Influencer Gen Z Christian Hodges berpikir bahwa perusahaan yang berfokus pada pemberian bimbingan bagi Generasi Z di tempat kerja adalah langkah yang cerdas.
"Kami adalah generasi pertama yang sepenuhnya tenggelam dalam teknologi sejak lahir, otak kami terbiasa dengan umpan balik rutin dan melakukan pekerjaan yang bermakna," katanya kepada Fox News Digital. "Cara termudah untuk mencapai keduanya sekaligus adalah melalui seorang mentor."
Ia menambahkan bahwa mentor memiliki dampak yang bertahan lama pada kehidupannya sendiri dan bahwa karyawan Gen Z membutuhkan bimbingan untuk menumbuhkan "akuntabilitas pribadi," "pertumbuhan profesional," dan "bimbingan spiritual."
Gen Z tidak boleh dibiarkan sendiri untuk menemukan ketiganya," katanya, mendorong Gen X, baby boomer, dan milenial untuk menemukan orang muda yang mengingatkan mereka tentang diri mereka sendiri, "bersedia untuk mengungkapkan suka duka [mereka]" dan menasihati Gen Z "di mana mereka berada."
Cat Ward dari organisasi nirlaba Jobs for the Future juga mengidentifikasi perlunya membuat perubahan, mencatat bahwa pengusaha sudah sangat menyadari bahwa Gen Z memasuki dunia kerja secara berbondong-bondong dan pengusaha harus menyesuaikan diri.
"Mereka tumbuh dengan filosofi yang berbeda. Dan mereka adalah produk dari filosofi, 'Setiap orang mendapat trofi,'" tokoh TV Hakim Judy Scheindlin mengatakan kepada Fox News Digital tentang kelompok usia tersebut pada bulan Mei.
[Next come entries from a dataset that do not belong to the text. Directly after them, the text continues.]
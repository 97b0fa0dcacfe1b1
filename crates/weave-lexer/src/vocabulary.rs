//! Target-platform command vocabulary and line shape checks

/// First words that mark a line as a target-platform command
pub const COMMAND_NAMES: &[&str] = &[
    "advancement",
    "attribute",
    "ban",
    "ban-ip",
    "banlist",
    "bossbar",
    "clear",
    "clone",
    "damage",
    "data",
    "datapack",
    "debug",
    "defaultgamemode",
    "deop",
    "difficulty",
    "effect",
    "enchant",
    "execute",
    "experience",
    "fill",
    "fillbiome",
    "forceload",
    "function",
    "gamemode",
    "gamerule",
    "give",
    "help",
    "item",
    "jfr",
    "kick",
    "kill",
    "list",
    "locate",
    "loot",
    "me",
    "msg",
    "op",
    "pardon",
    "pardon-ip",
    "particle",
    "perf",
    "place",
    "playsound",
    "random",
    "recipe",
    "reload",
    "return",
    "ride",
    "save-all",
    "save-off",
    "save-on",
    "say",
    "schedule",
    "scoreboard",
    "seed",
    "setblock",
    "setidletimeout",
    "setworldspawn",
    "spawnpoint",
    "spectate",
    "spreadplayers",
    "stop",
    "stopsound",
    "summon",
    "tag",
    "team",
    "teammsg",
    "teleport",
    "tell",
    "tellraw",
    "tick",
    "time",
    "title",
    "tm",
    "tp",
    "transfer",
    "trigger",
    "w",
    "weather",
    "whitelist",
    "worldborder",
    "xp",
];

/// Whether a trimmed line is a target-platform command
pub fn is_command_line(line: &str) -> bool {
    let mut words = line.split_whitespace();
    let Some(first) = words.next() else {
        return false;
    };
    if !COMMAND_NAMES.contains(&first) {
        return false;
    }
    match first {
        "function" => is_function_form(words.next()),
        "return" => is_return_form(line["return".len()..].trim()),
        _ => true,
    }
}

/// `function <ns:name> [args]`
fn is_function_form(target: Option<&str>) -> bool {
    let Some(target) = target else {
        return false;
    };
    let Some((namespace, path)) = target.split_once(':') else {
        return false;
    };
    !namespace.is_empty()
        && !path.is_empty()
        && namespace.chars().all(is_namespace_char)
        && path.chars().all(|c| is_namespace_char(c) || c == '/')
}

/// `return fail`, `return run <command>`, `return <integer>`
fn is_return_form(rest: &str) -> bool {
    if rest == "fail" {
        return true;
    }
    if let Some(command) = rest.strip_prefix("run") {
        return command.starts_with(char::is_whitespace) && !command.trim().is_empty();
    }
    let digits = rest.strip_prefix('-').unwrap_or(rest);
    !digits.is_empty() && digits.chars().all(|c| c.is_ascii_digit())
}

fn is_namespace_char(c: char) -> bool {
    c.is_ascii_lowercase() || c.is_ascii_digit() || matches!(c, '_' | '-' | '.')
}
//! Weave Codegen - host program generation
//!
//! Lowers a parsed source file to a Rhai program. Command lines become
//! `emit` calls, native conditions become reference-flag marks and guarded
//! `jump` calls whose continuations hold the nested bodies, and action
//! blocks are wrapped by their registered handler.

mod handlers;
mod ids;
mod lower;
mod writer;

pub use handlers::{ActionHandler, ActionRegistry, BlockWrap, ExecuteHandler, RepeatHandler};
pub use ids::IdAllocator;
pub use lower::Generator;
pub use writer::{HostProgram, HostWriter};

use thiserror::Error;
use weave_ast::SourceFile;

/// Default scoreboard objective holding reference flags
pub const DEFAULT_OBJECTIVE: &str = "weave.logic";

#[derive(Debug, Clone, Error, PartialEq, Eq)]
pub enum CodegenError {
    #[error("no handler registered for action '@{name}'")]
    UnknownHandler { name: String, line: usize },

    #[error("invalid parameters for action '@{name}': {message}")]
    InvalidParams {
        name: String,
        message: String,
        line: usize,
    },

    #[error("invalid native condition: {message}")]
    InvalidCondition { message: String, line: usize },

    #[error("a loop condition cannot combine host and native parts with '||'")]
    MixedOrLoop { line: usize },

    #[error("empty condition")]
    EmptyCondition { line: usize },
}

impl CodegenError {
    pub fn line(&self) -> usize {
        match self {
            CodegenError::UnknownHandler { line, .. }
            | CodegenError::InvalidParams { line, .. }
            | CodegenError::InvalidCondition { line, .. }
            | CodegenError::MixedOrLoop { line }
            | CodegenError::EmptyCondition { line } => *line,
        }
    }
}

/// Generate the host program for a file
pub fn generate(
    file: &SourceFile,
    registry: &ActionRegistry,
    ids: &mut IdAllocator,
    objective: &str,
) -> Result<HostProgram, CodegenError> {
    Generator::new(registry, ids, objective).generate(file)
}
Kritik tersebut berfokus pada reputasi buruk yang diberikan kepada Zoomers dalam budaya populer, termasuk tuduhan kemalasan, obsesi teknologi, dan rasa berhak yang diyakini banyak orang terbawa ke tempat kerja.
Beberapa orang, seperti Scheindlin, berspekulasi bahwa hal ini merupakan akibat sampingan dari dimanja oleh orang tua
Menurut laporan WSJ, prioritas Gen Z telah bergeser dari generasi sebelumnya berdasarkan bukti permintaan mereka dari atasan mereka saat ditanya, yaitu harapan mereka untuk terapi di tempat yang kini digunakan lintas generasi.
"Mungkin 25 atau 30 tahun yang lalu, itu adalah pusat kebugaran," kata DJ Casto, kepala CHO di penerbit kartu kredit Synchrony Financial, seraya menambahkan, "Sekarang, ada seseorang yang membantu saya mencari tahu cara memiliki kesehatan mental yang tepat.